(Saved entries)
----

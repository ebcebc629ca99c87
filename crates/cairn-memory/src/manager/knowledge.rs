//! Knowledge records: decisions, conventions, learnings and artifacts.

use crate::error::Result;
use crate::store::RecordFilter;
use crate::types::{Record, RecordId, RecordKind};

use super::{
    ArtifactInput, ConventionInput, DecisionInput, LearningInput, Origin, RecordInput, Recorder,
};

/// Adds, lists and revises knowledge records.
pub struct KnowledgeManager<'a> {
    recorder: &'a Recorder,
}

impl<'a> KnowledgeManager<'a> {
    pub fn new(recorder: &'a Recorder) -> Self {
        Self { recorder }
    }

    pub async fn add_decision(&self, decision: DecisionInput, origin: &Origin) -> Result<Record> {
        self.recorder.record(RecordInput::Decision(decision), origin).await
    }

    pub async fn add_convention(
        &self,
        convention: ConventionInput,
        origin: &Origin,
    ) -> Result<Record> {
        self.recorder.record(RecordInput::Convention(convention), origin).await
    }

    pub async fn add_learning(&self, learning: LearningInput, origin: &Origin) -> Result<Record> {
        self.recorder.record(RecordInput::Learning(learning), origin).await
    }

    pub async fn add_artifact(&self, artifact: ArtifactInput, origin: &Origin) -> Result<Record> {
        self.recorder.record(RecordInput::Artifact(artifact), origin).await
    }

    /// All knowledge records of one kind, in insertion order.
    pub fn list(&self, kind: RecordKind) -> Result<Vec<Record>> {
        self.recorder
            .store()
            .list(&RecordFilter::new().with_kinds([kind]))
    }

    /// Revise the confidence of a knowledge record. Quality is unaffected.
    pub fn revise_confidence(&self, id: &RecordId, confidence: f32) -> Result<Record> {
        self.recorder.store().revise_confidence(id, confidence)
    }
}

#[cfg(test)]
mod tests {
    use super::*;
    use crate::store::{DEFAULT_LOCK_TIMEOUT, RecordStore};
    use crate::vector::VectorIndex;
    use cairn_embed::{Embedder, MockEmbedder};
    use std::sync::Arc;
    use tempfile::TempDir;

    fn recorder(dir: &TempDir) -> Recorder {
        let store = RecordStore::open(dir.path(), DEFAULT_LOCK_TIMEOUT).unwrap();
        let embedder = Arc::new(MockEmbedder::new(16));
        let index = VectorIndex::new(embedder.dimensions(), embedder.name());
        Recorder::new(store, index, embedder, 0)
    }

    #[tokio::test]
    async fn test_duplicate_convention_counts_once() {
        let dir = TempDir::new().unwrap();
        let recorder = recorder(&dir);
        let manager = KnowledgeManager::new(&recorder);
        let origin = Origin::new("sess-1", 1);

        let first = manager
            .add_convention(ConventionInput::new("Use  anyhow in binaries"), &origin)
            .await
            .unwrap();
        let second = manager
            .add_convention(
                ConventionInput::new("Use anyhow in binaries"),
                &Origin::new("sess-2", 9),
            )
            .await
            .unwrap();

        assert_eq!(first.id, second.id);
        assert_eq!(manager.list(RecordKind::Convention).unwrap().len(), 1);
    }

    #[tokio::test]
    async fn test_same_text_different_kinds() {
        let dir = TempDir::new().unwrap();
        let recorder = recorder(&dir);
        let manager = KnowledgeManager::new(&recorder);
        let origin = Origin::new("sess-1", 1);

        let learning = manager
            .add_learning(LearningInput::new("tokio"), &origin)
            .await
            .unwrap();
        let artifact = manager
            .add_artifact(ArtifactInput::new("Cargo.toml", "tokio"), &origin)
            .await
            .unwrap();
        assert_ne!(learning.id, artifact.id);
    }

    #[tokio::test]
    async fn test_decision_with_topics_and_role() {
        let dir = TempDir::new().unwrap();
        let recorder = recorder(&dir);
        let manager = KnowledgeManager::new(&recorder);

        let plain = manager
            .add_decision(
                DecisionInput::new("Queue?", "Use an mpsc channel", "Bounded backpressure"),
                &Origin::new("sess-1", 1),
            )
            .await
            .unwrap();
        let tagged = manager
            .add_decision(
                DecisionInput::new("Cache?", "Use an LRU cache", "Bounded memory")
                    .with_confidence(0.9),
                &Origin::new("sess-1", 1)
                    .with_topics(["performance", "memory"])
                    .with_agent_role("architect"),
            )
            .await
            .unwrap();

        assert!(tagged.quality > plain.quality);
        assert_eq!(tagged.confidence, Some(0.9));
        assert_eq!(tagged.agent_role.as_deref(), Some("architect"));
        assert!(tagged.text.starts_with("Decision: Use an LRU cache"));
    }

    #[tokio::test]
    async fn test_revise_confidence_keeps_quality() {
        let dir = TempDir::new().unwrap();
        let recorder = recorder(&dir);
        let manager = KnowledgeManager::new(&recorder);

        let convention = manager
            .add_convention(
                ConventionInput::new("Tests live next to code"),
                &Origin::new("sess-1", 1),
            )
            .await
            .unwrap();
        let revised = manager.revise_confidence(&convention.id, 0.95).unwrap();
        assert_eq!(revised.confidence, Some(0.95));
        assert_eq!(revised.quality, convention.quality);
    }
}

----

### THE TASK
Copy whichever lines of the records above contain the word "DecisionInput".

### RESPONSE TO THIS EXERCISE
    ArtifactInput, ConventionInput, DecisionInput, LearningInput, Origin, RecordInput, Recorder,
    pub async fn add_decision(&self, decision: DecisionInput, origin: &Origin) -> Result<Record> {
                DecisionInput::new("Queue?", "Use an mpsc channel", "Bounded backpressure"),
                DecisionInput::new("Cache?", "Use an LRU cache", "Bounded memory")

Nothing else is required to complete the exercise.